Twenty-Two Warnings

Publication
Article
Pharmaceutical TechnologyPharmaceutical Technology-02-02-2007
Volume 31
Issue 2

We, the people who make drugs, are extraordinarily good at what we do.

During the too-quiet week between Christmas and New Year's Day, I did a back-of-the-envelope analysis of Warning Letters issued by the US Food and Drug Administration during 2006. I devoted a couple of hours that dislocated week to downloading and categorizing the 455 Warning Letters with which the Agency gladdened the preceding year.

Douglas McCormick

I'm sure that many people celebrated the holidays by doing the same.

Now, making that tally was not exactly a matter of clicking a mouse and getting a cross-tabulation. The agency's online database assigns each letter a subject, but there's little consistency from letter to letter. To take a fundamental example, the letters refer variously to "current good manufacturing practice," "current good manufacturing practices," "good manufacturing practice," "good manufacturing practices," "CGMP," and "GMP." A letter to device manufacturers, for example, might be captioned simply "GMP/Adulterated." Or it might refer to the "Quality System Regulation" or "QSR" or the "Reporting Requirements."

All in all, the 455 admonitions carry 157 distinct subject classifications, most of them merely minor variations.

What this exercise revealed (in addition to my urgent personal need for counseling and a rewarding hobby) is that we—the people who actually make pharmaceuticals—are extraordinarily good at what we do.

FDA's 455 Warnings cover a wide cross-section of US manufacturing. One way or another, FDA regulates about a quarter of the country's economy—anything that's swallowed, injected, inhaled, or spread on the skin.

In the final analysis, just 22 of these Warnings concerned the manufacture of human pharmaceuticals: Fourteen were issued for CGMP violations in finished pharmaceuticals. Four went to API producers. Three to medical gas suppliers. And one for a biologic. (Fourteen more Warnings went out to compounding pharmacies, as the Agency continued its campaign to bring them under GMP control, but that's a story for another time.)

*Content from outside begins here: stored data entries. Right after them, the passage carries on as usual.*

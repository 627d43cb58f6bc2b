use crate::generator::{
    generate_project, load_config, normalize_prefix, GenerateOptions, GenerationScope,
    DEFAULT_BASE_URL,
};
use crate::schema::{normalize_entity, PkFallback};
use crate::spec::load_entities;
use crate::watch::watch_specs;
use clap::{Parser, Subcommand, ValueEnum};
use std::path::{Path, PathBuf};

/// Command-line interface for Telagen
///
/// Provides commands for generating CRUD source artifacts from entity
/// spec documents and for checking documents without writing anything.
#[derive(Parser)]
#[command(name = "telagen")]
#[command(version)]
#[command(about = "Telagen CLI", long_about = None)]
pub struct Cli {
    /// The subcommand to execute
    #[command(subcommand)]
    pub command: Commands,
}

/// Available CLI commands for Telagen
#[derive(Subcommand)]
pub enum Commands {
    /// Generate CRUD artifacts from entity spec documents
    Generate {
        /// Path to an entity spec document (repeatable)
        #[arg(short, long, required = true, num_args = 1..)]
        spec: Vec<PathBuf>,

        /// Output base directory (default: ".", or `base_dir` from telagen.toml)
        #[arg(short, long)]
        base: Option<PathBuf>,

        /// API prefix for the generated auth endpoints (default: "/api")
        #[arg(short, long)]
        prefix: Option<String>,

        /// Limit generation to specific artifact groups (comma-separated or repeated)
        #[arg(long, value_enum, num_args = 1.., value_delimiter = ',')]
        only: Option<Vec<OnlyPart>>,

        /// Perform a dry run: show what would be written without touching files
        #[arg(long, default_value_t = false)]
        dry_run: bool,

        /// Watch the spec documents and regenerate on change
        #[arg(long, default_value_t = false)]
        watch: bool,

        /// Path to a telagen.toml config file
        /// If not provided, will auto-detect alongside the first spec document
        #[arg(long)]
        config: Option<PathBuf>,
    },
    /// Check entity spec documents without writing anything
    ///
    /// Loads and normalizes every document, printing the warnings and errors
    /// generation would report. No artifact is rendered or written.
    Check {
        /// Path to an entity spec document (repeatable)
        #[arg(short, long, required = true, num_args = 1..)]
        spec: Vec<PathBuf>,

        /// Exit with error code if any field warning is reported
        #[arg(long, default_value_t = false)]
        fail_on_warning: bool,
    },
}

/// Artifact groups that can be selectively regenerated
///
/// Used with the `--only` flag to limit generation to specific outputs.
#[derive(Copy, Clone, Debug, PartialEq, Eq, ValueEnum)]
pub enum OnlyPart {
    /// TypeScript model interfaces
    Models,
    /// HTTP service classes
    Services,
    /// List and edit components with their templates and stylesheets
    Views,
    /// The aggregated routing table (app.routes.ts)
    Routes,
    /// Token store, interceptor, guard, and the login/reset screens
    Auth,
}

/// Execute the CLI command provided by the user
///
/// # Errors
///
/// Returns an error if:
/// - An explicitly passed config file does not exist or cannot be parsed
/// - Artifact writing fails at the batch level
/// - The watcher cannot be installed on a spec document
pub fn run_cli() -> Result<(), Box<dyn std::error::Error>> {
    let cli = Cli::parse();
    match &cli.command {
        Commands::Generate {
            spec,
            base,
            prefix,
            only,
            dry_run,
            watch,
            config,
        } => {
            let opts = resolve_options(
                spec,
                base.as_deref(),
                prefix.as_deref(),
                only.as_deref(),
                *dry_run,
                config.as_deref(),
            )?;
            let report = generate_project(&opts)?;
            report.print_summary();
            if report.all_failed() {
                std::process::exit(1);
            }
            if *watch {
                let _watcher = watch_specs(&opts, |r| r.print_summary())?;
                println!(
                    "👀 Watching {} spec document(s), Ctrl-C to stop",
                    opts.specs.len()
                );
                loop {
                    std::thread::park();
                }
            }
            Ok(())
        }
        Commands::Check {
            spec,
            fail_on_warning,
        } => {
            let mut checked = 0usize;
            let mut warning_count = 0usize;
            let mut failed = 0usize;
            for path in spec {
                match load_entities(path) {
                    Ok(entities) => {
                        for entity in &entities {
                            let (model, warnings) = normalize_entity(entity, PkFallback::default());
                            for warning in &warnings {
                                println!("⚠️  {warning}");
                            }
                            warning_count += warnings.len();
                            println!(
                                "✅ {} ({} field(s))",
                                model.names.type_name,
                                model.fields.len()
                            );
                            checked += 1;
                        }
                    }
                    Err(err) => {
                        println!("❌ {} failed: {err}", path.display());
                        failed += 1;
                    }
                }
            }
            println!("ℹ️  {checked} entity(ies) checked, {warning_count} warning(s)");
            if (checked == 0 && failed > 0) || (*fail_on_warning && warning_count > 0) {
                std::process::exit(1);
            }
            Ok(())
        }
    }
}

/// Merge CLI flags, the optional `telagen.toml`, and built-in defaults into
/// one [`GenerateOptions`]. Flags win over file values, file values over
/// defaults; the prefix is normalized whichever source supplied it.
pub(crate) fn resolve_options(
    specs: &[PathBuf],
    base: Option<&Path>,
    prefix: Option<&str>,
    only: Option<&[OnlyPart]>,
    dry_run: bool,
    config_path: Option<&Path>,
) -> anyhow::Result<GenerateOptions> {
    let file_cfg = load_config(config_path, specs.first().map(PathBuf::as_path))?
        .unwrap_or_default();
    let raw_prefix = prefix
        .map(str::to_string)
        .or(file_cfg.api_prefix)
        .unwrap_or_else(|| "/api".to_string());
    Ok(GenerateOptions {
        specs: specs.to_vec(),
        base_dir: base
            .map(Path::to_path_buf)
            .or(file_cfg.base_dir)
            .unwrap_or_else(|| PathBuf::from(".")),
        base_url: file_cfg
            .base_url
            .unwrap_or_else(|| DEFAULT_BASE_URL.to_string()),
        api_prefix: normalize_prefix(&raw_prefix),
        pk_fallback: file_cfg.pk_fallback.unwrap_or_default(),
        page_sizes: file_cfg.page_sizes,
        scope: map_only_to_scope(only),
        dry_run,
    })
}

/// Convert CLI `--only` parts to a `GenerationScope` configuration
///
/// If `only` is `None`, all groups are enabled. If `only` is provided,
/// only the specified groups are enabled.
pub(crate) fn map_only_to_scope(only: Option<&[OnlyPart]>) -> GenerationScope {
    let mut scope = GenerationScope::full();
    if let Some(parts) = only {
        // Start with nothing, then enable selected parts
        scope = GenerationScope {
            models: false,
            services: false,
            views: false,
            routes: false,
            auth: false,
        };
        for p in parts {
            match p {
                OnlyPart::Models => scope.models = true,
                OnlyPart::Services => scope.services = true,
                OnlyPart::Views => scope.views = true,
                OnlyPart::Routes => scope.routes = true,
                OnlyPart::Auth => scope.auth = true,
            }
        }
    }
    scope
}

As anyone who has been on the receiving end can attest, even one Warning is about three too many. But compare the 18 Warnings for drug products and substances with the 37 letters sent to investigators, institutional review boards, and laboratories for clinical-trials missteps. Or consider 80-plus Warnings issued to medical device makers. Or those earned by drug marketers for making false and misleading claims or selling unapproved products. Or the 170 or so Warnings sent to various links in the food chain, from makers of medicated feeds to dairymen to seafood processors.

Our industry manufactures billions of doses of medication each year. The Center for Drug Evaluation and Research's list of registered manufacturing facilities runs to more than 11,000 entries. The scope of the activity is mind boggling. Yet we seem to pull it off with greater consistency and integrity than any other sector FDA regulates.

The disparity between the manufacturing and marketing sides of our own industry is particularly interesting. In manufacturing, we have clearly cultivated a culture of quality—though we equally clearly have far to go. It's not that we're unimaginative or uncreative. Rather, we can see only too clearly what will happen to our customers—our patients—if we cross over the limits, no matter how tempting it might be.

Look at the damage done to our industry by pitchmen shading the facts for marketing advantage. Then look at the record on the manufacturing side. It's hard not to feel that the culture of quality is the culture that matters.